Transcribe the rest of the listing below, starting with the line that contains "Some(path) => GameConfig::load(path)" and ending with the last line, exactly as written.
────────────────
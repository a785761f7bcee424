//! The checkerboard the players move on.
//!
//! The board holds no gameplay state beyond its size: each [`Cell`] only
//! records where it is and which of the two board colors it is drawn in.

use std::fmt;

use crate::constants::{BOARD_COLORS, GLYPH_DARK, GLYPH_LIGHT};
use crate::error::BoardError;
use crate::position::Position;

/// Light or dark square of the checkerboard pattern.
#[derive(Copy, Clone, Debug, PartialEq, Eq)]
pub enum Shade {
    Light,
    Dark,
}

impl Shade {
    /// Shade of the square at `(row, column)`; `(0, 0)` is light.
    pub fn at(row: usize, column: usize) -> Self {
        if (row + column) % 2 == 0 {
            Shade::Light
        } else {
            Shade::Dark
        }
    }

    pub fn index(self) -> usize {
        match self {
            Shade::Light => 0,
            Shade::Dark => 1,
        }
    }

    pub fn glyph(self) -> char {
        match self {
            Shade::Light => GLYPH_LIGHT,
            Shade::Dark => GLYPH_DARK,
        }
    }
}

impl fmt::Display for Shade {
    fn fmt(&self, f: &mut fmt::Formatter<'_>) -> fmt::Result {
        match self {
            Shade::Light => f.write_str("light"),
            Shade::Dark => f.write_str("dark"),
        }
    }
}

/// A single square of the board.
#[derive(Copy, Clone, Debug, PartialEq, Eq)]
pub struct Cell {
    pub position: Position,
    pub shade: Shade,
    /// Fill color (0xRRGGBB) for hosts that draw the board.
    pub color: u32,
}

/// A square grid of `size * size` cells.
#[derive(Clone, Debug)]
pub struct Board {
    size: usize,
    cells: Vec<Cell>,
}

impl Board {
    /// Build a board using the default checkerboard colors.
    pub fn new(size: usize) -> Self {
        Self::with_colors(size, BOARD_COLORS)
    }

    /// Build a board whose squares alternate between `colors[0]` and `colors[1]`.
    pub fn with_colors(size: usize, colors: [u32; 2]) -> Self {
        let mut cells = Vec::with_capacity(size * size);
        for row in 0..size {
            for column in 0..size {
                let shade = Shade::at(row, column);
                cells.push(Cell {
                    position: Position::new(row as i32, column as i32),
                    shade,
                    color: colors[shade.index()],
                });
            }
        }
        Self { size, cells }
    }

    pub fn size(&self) -> usize {
        self.size
    }

    /// Look up the cell at `(row, column)`.
    pub fn cell_at(&self, row: i32, column: i32) -> Result<&Cell, BoardError> {
        let pos = Position::new(row, column);
        if !pos.is_within_bounds(self.size) {
            return Err(BoardError::OutOfRange {
                row,
                column,
                size: self.size,
            });
        }
        Ok(&self.cells[row as usize * self.size + column as usize])
    }

    /// All cells in row-major order.
    pub fn cells(&self) -> impl Iterator<Item = &Cell> + '_ {
        self.cells.iter()
    }
}

impl fmt::Display for Board {
    fn fmt(&self, f: &mut fmt::Formatter<'_>) -> fmt::Result {
        for row in self.cells.chunks(self.size.max(1)) {
            for cell in row {
                write!(f, "{} ", cell.shade.glyph())?;
            }
            writeln!(f)?;
        }
        Ok(())
    }
}

#[cfg(test)]
mod tests {
    use super::*;

    #[test]
    fn test_board_size() {
        let board = Board::new(9);
        assert_eq!(board.size(), 9);
        assert_eq!(board.cells().count(), 81);
    }

    #[test]
    fn test_cell_at_returns_matching_cell() {
        let board = Board::new(9);
        let cell = board.cell_at(3, 5).unwrap();
        assert_eq!(cell.position, Position::new(3, 5));
    }

    #[test]
    fn test_checkerboard_pattern() {
        let board = Board::with_colors(4, [0x111111, 0x222222]);
        assert_eq!(board.cell_at(0, 0).unwrap().shade, Shade::Light);
        assert_eq!(board.cell_at(0, 1).unwrap().shade, Shade::Dark);
        assert_eq!(board.cell_at(1, 0).unwrap().shade, Shade::Dark);
        assert_eq!(board.cell_at(1, 1).unwrap().color, 0x111111);
        assert_eq!(board.cell_at(2, 3).unwrap().color, 0x222222);
    }

    #[test]
    fn test_cell_at_out_of_range() {
        let board = Board::new(9);
        assert_eq!(
            board.cell_at(9, 0),
            Err(BoardError::OutOfRange {
                row: 9,
                column: 0,
                size: 9
            })
        );
        assert!(board.cell_at(0, -1).is_err());
        assert!(board.cell_at(-1, 0).is_err());
    }

    #[test]
    fn test_display() {
        let board = Board::new(3);
        assert_eq!(board.to_string(), ". : . \n: . : \n. : . \n");
    }
}
//! Line-oriented text protocol for driving a game session.
//!
//! The format follows the Go Text Protocol: each line is an optional numeric
//! id followed by a command and its arguments. Responses start with `=` on
//! success or `?` on failure, followed by the id (if any) and a message, and
//! end with a blank line.
//!
//! ## Supported Commands
//!
//! - `name` - Return engine name
//! - `version` - Return engine version
//! - `list_commands` - List all supported commands
//! - `known_command <cmd>` - Check if a command is supported
//! - `quit` - Exit the loop
//! - `move <player> <direction>` - Move a player (`red`/`blue`, `up`/`down`/`left`/`right`)
//! - `keys <chars>` - Feed key presses (`wasd` and `ijkl`) one at a time
//! - `where` - Report both players' positions
//! - `moves <player>` - List the directions a player can move in and where each lands
//! - `showboard` - Draw the board with both tokens
//! - `cell <row> <column>` - Report the shade of a cell
//! - `reset` - Put both players back on their start cells
//!
//! ## Example
//!
//! ```ignore
//! use gridchase::protocol::CommandLoop;
//! let mut driver = CommandLoop::new(GameSession::new(GameConfig::default())?);
//! driver.run_stdio()?;
//! ```

use std::io::{self, BufRead, Write};

use crate::controls::key_to_command;
use crate::game::GameSession;
use crate::movement::legal_moves;
use crate::player::Side;
use crate::position::{Direction, Position};

/// The list of known commands.
const KNOWN_COMMANDS: &[&str] = &[
    "cell",
    "keys",
    "known_command",
    "list_commands",
    "move",
    "moves",
    "name",
    "quit",
    "reset",
    "showboard",
    "version",
    "where",
];

/// Drives a [`GameSession`] from text commands.
pub struct CommandLoop {
    session: GameSession,
    /// Echo every command and its outcome to stderr
    verbose: bool,
}

impl CommandLoop {
    pub fn new(session: GameSession) -> Self {
        Self {
            session,
            verbose: false,
        }
    }

    pub fn verbose(mut self, verbose: bool) -> Self {
        self.verbose = verbose;
        self
    }

    pub fn session(&self) -> &GameSession {
        &self.session
    }

    /// Run the command loop on stdin and stdout.
    pub fn run_stdio(&mut self) -> io::Result<()> {
        let stdin = io::stdin();
        let stdout = io::stdout();
        self.run(stdin.lock(), stdout.lock())
    }

    /// Run the command loop until `quit` or end of input.
    pub fn run<R: BufRead, W: Write>(&mut self, input: R, mut output: W) -> io::Result<()> {
        for line in input.lines() {
            let line = line?;

            // Skip empty lines and comments
            let line = line.trim();
            if line.is_empty() || line.starts_with('#') {
                continue;
            }

            let (id, command_line) = Self::parse_id(line);

            let parts: Vec<&str> = command_line.split_whitespace().collect();
            if parts.is_empty() {
                continue;
            }

            let command = parts[0].to_lowercase();
            let args = &parts[1..];

            let (success, message) = self.execute(&command, args);
            if self.verbose {
                eprintln!("{command_line} -> {}{message}", if success { "ok " } else { "failed: " });
            }

            let prefix = if success { '=' } else { '?' };
            let id_str = id.map(|i| i.to_string()).unwrap_or_default();

            writeln!(output, "{prefix}{id_str} {message}\n")?;
            output.flush()?;

            if command == "quit" {
                break;
            }
        }
        Ok(())
    }

    /// Parse an optional numeric command ID from the beginning of the line.
    fn parse_id(line: &str) -> (Option<u32>, &str) {
        let trimmed = line.trim();
        let end = trimmed
            .find(|c: char| !c.is_ascii_digit())
            .unwrap_or(trimmed.len());
        if end > 0 {
            if let Ok(id) = trimmed[..end].parse::<u32>() {
                return (Some(id), trimmed[end..].trim());
            }
        }
        (None, trimmed)
    }

    /// Execute a command and return (success, response).
    fn execute(&mut self, command: &str, args: &[&str]) -> (bool, String) {
        match command {
            "name" => (true, env!("CARGO_PKG_NAME").to_string()),

            "version" => (true, env!("CARGO_PKG_VERSION").to_string()),

            "list_commands" => (true, KNOWN_COMMANDS.join("\n")),

            "known_command" => {
                if args.is_empty() {
                    return (false, "missing argument".to_string());
                }
                let known = KNOWN_COMMANDS.contains(&args[0].to_lowercase().as_str());
                (true, if known { "true" } else { "false" }.to_string())
            }

            "quit" => (true, String::new()),

            "move" => {
                if args.len() < 2 {
                    return (false, "missing arguments".to_string());
                }
                let side = match args[0].parse::<Side>() {
                    Ok(s) => s,
                    Err(e) => return (false, e.to_string()),
                };
                let direction = match args[1].parse::<Direction>() {
                    Ok(d) => d,
                    Err(e) => return (false, e.to_string()),
                };
                self.apply(side, direction)
            }

            "keys" => {
                if args.is_empty() {
                    return (false, "missing argument".to_string());
                }
                let mut rejected = 0;
                for key in args.concat().chars() {
                    if let Some((side, direction)) = key_to_command(key) {
                        if !self.apply(side, direction).0 {
                            rejected += 1;
                        }
                    }
                }
                (true, format!("{} rejected {rejected}", self.positions()))
            }

            "moves" => {
                if args.is_empty() {
                    return (false, "missing argument".to_string());
                }
                let side = match args[0].parse::<Side>() {
                    Ok(s) => s,
                    Err(e) => return (false, e.to_string()),
                };
                let moves = legal_moves(
                    self.session.position(side),
                    self.session.position(side.other()),
                    self.session.board().size(),
                );
                let listed: Vec<String> = moves
                    .into_iter()
                    .map(|(dir, pos)| format!("{dir} {}", format_position(pos)))
                    .collect();
                (true, listed.join(", "))
            }

            "where" => (true, self.positions()),

            "showboard" => (true, format!("\n{}", self.session)),

            "cell" => {
                if args.len() < 2 {
                    return (false, "missing arguments".to_string());
                }
                let (Ok(row), Ok(column)) = (args[0].parse::<i32>(), args[1].parse::<i32>()) else {
                    return (false, "invalid coordinate".to_string());
                };
                match self.session.board().cell_at(row, column) {
                    Ok(cell) => (true, format!("{} #{:06x}", cell.shade, cell.color)),
                    Err(e) => (false, e.to_string()),
                }
            }

            "reset" => {
                self.session.reset();
                (true, String::new())
            }

            _ => (false, format!("unknown command: {command}")),
        }
    }

    fn apply(&mut self, side: Side, direction: Direction) -> (bool, String) {
        match self.session.attempt_move(side, direction) {
            Ok(Some(pos)) => (true, format_position(pos)),
            Ok(None) => (false, format!("{side} cannot move {direction}")),
            Err(e) => (false, e.to_string()),
        }
    }

    fn positions(&self) -> String {
        Side::BOTH
            .iter()
            .map(|&s| format!("{s} {}", format_position(self.session.position(s))))
            .collect::<Vec<_>>()
            .join(" ")
    }
}

fn format_position(pos: Position) -> String {
    format!("{} {}", pos.row, pos.column)
}
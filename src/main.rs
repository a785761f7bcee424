//! Gridchase: a two-player grid chase game driven from the terminal.
//!
//! ## Usage
//!
//! - `gridchase` - Start the text command loop on stdin/stdout
//! - `gridchase play` - Same as above
//! - `gridchase demo` - Play a seeded random walk and print the result
//! - `gridchase show` - Print the starting board

use std::path::PathBuf;

use anyhow::{Context, Result};
use clap::{Parser, Subcommand};

use gridchase::config::GameConfig;
use gridchase::constants::{WALK_SEED, WALK_STEPS};
use gridchase::game::GameSession;
use gridchase::player::Side;
use gridchase::playout::random_walk;
use gridchase::protocol::CommandLoop;

/// Gridchase: a two-player grid chase game
#[derive(Parser)]
#[command(name = "gridchase")]
#[command(author, version, about, long_about = None)]
struct Cli {
    /// TOML file with game settings
    #[arg(short, long, global = true)]
    config: Option<PathBuf>,

    /// Override the board size
    #[arg(short, long, global = true)]
    size: Option<usize>,

    /// Print diagnostics to stderr
    #[arg(short, long, global = true)]
    verbose: bool,

    #[command(subcommand)]
    command: Option<Commands>,
}

#[derive(Subcommand)]
enum Commands {
    /// Read commands from stdin and answer on stdout
    Play,
    /// Play random moves for both players
    Demo {
        /// Number of moves to play
        #[arg(long, default_value_t = WALK_STEPS)]
        steps: usize,
        /// Random seed
        #[arg(long, default_value_t = WALK_SEED)]
        seed: u64,
    },
    /// Print the starting board
    Show,
}

fn main() {
    if let Err(err) = run() {
        eprintln!("Error: {err:#}");
        std::process::exit(1);
    }
}

fn run() -> Result<()> {
    let cli = Cli::parse();
    let config = load_config(&cli)?;
    if cli.verbose {
        eprintln!("config: {config:?}");
    }
    let mut session = GameSession::new(config).context("invalid game config")?;

    match cli.command {
        Some(Commands::Play) | None => {
            CommandLoop::new(session)
                .verbose(cli.verbose)
                .run_stdio()
                .context("command loop failed")?;
        }
        Some(Commands::Demo { steps, seed }) => {
            let mut rng = fastrand::Rng::with_seed(seed);
            let stats = random_walk(&mut session, steps, &mut rng);
            println!("Random walk: {steps} moves, seed {seed}");
            println!("accepted {} rejected {}", stats.accepted, stats.rejected);
            for side in Side::BOTH {
                println!("{side} at {}", session.position(side));
            }
            println!("{session}");
        }
        Some(Commands::Show) => {
            println!("{session}");
        }
    }
    Ok(())
}

fn load_config(cli: &Cli) -> Result<GameConfig> {
    let mut config = match &cli.config {
        Some(path) => GameConfig::load(path)
            .with_context(|| format!("loading {}", path.display()))?,
        None => GameConfig::default(),
    };
    if let Some(size) = cli.size {
        config.board_size = size;
        config.validate().context("invalid --size")?;
    }
    Ok(config)
}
────────────────
Answer space:
        Some(path) => GameConfig::load(path)
            .with_context(|| format!("loading {}", path.display()))?,
        None => GameConfig::default(),
    };
    if let Some(size) = cli.size {
        config.board_size = size;
        config.validate().context("invalid --size")?;
    }
    Ok(config)
}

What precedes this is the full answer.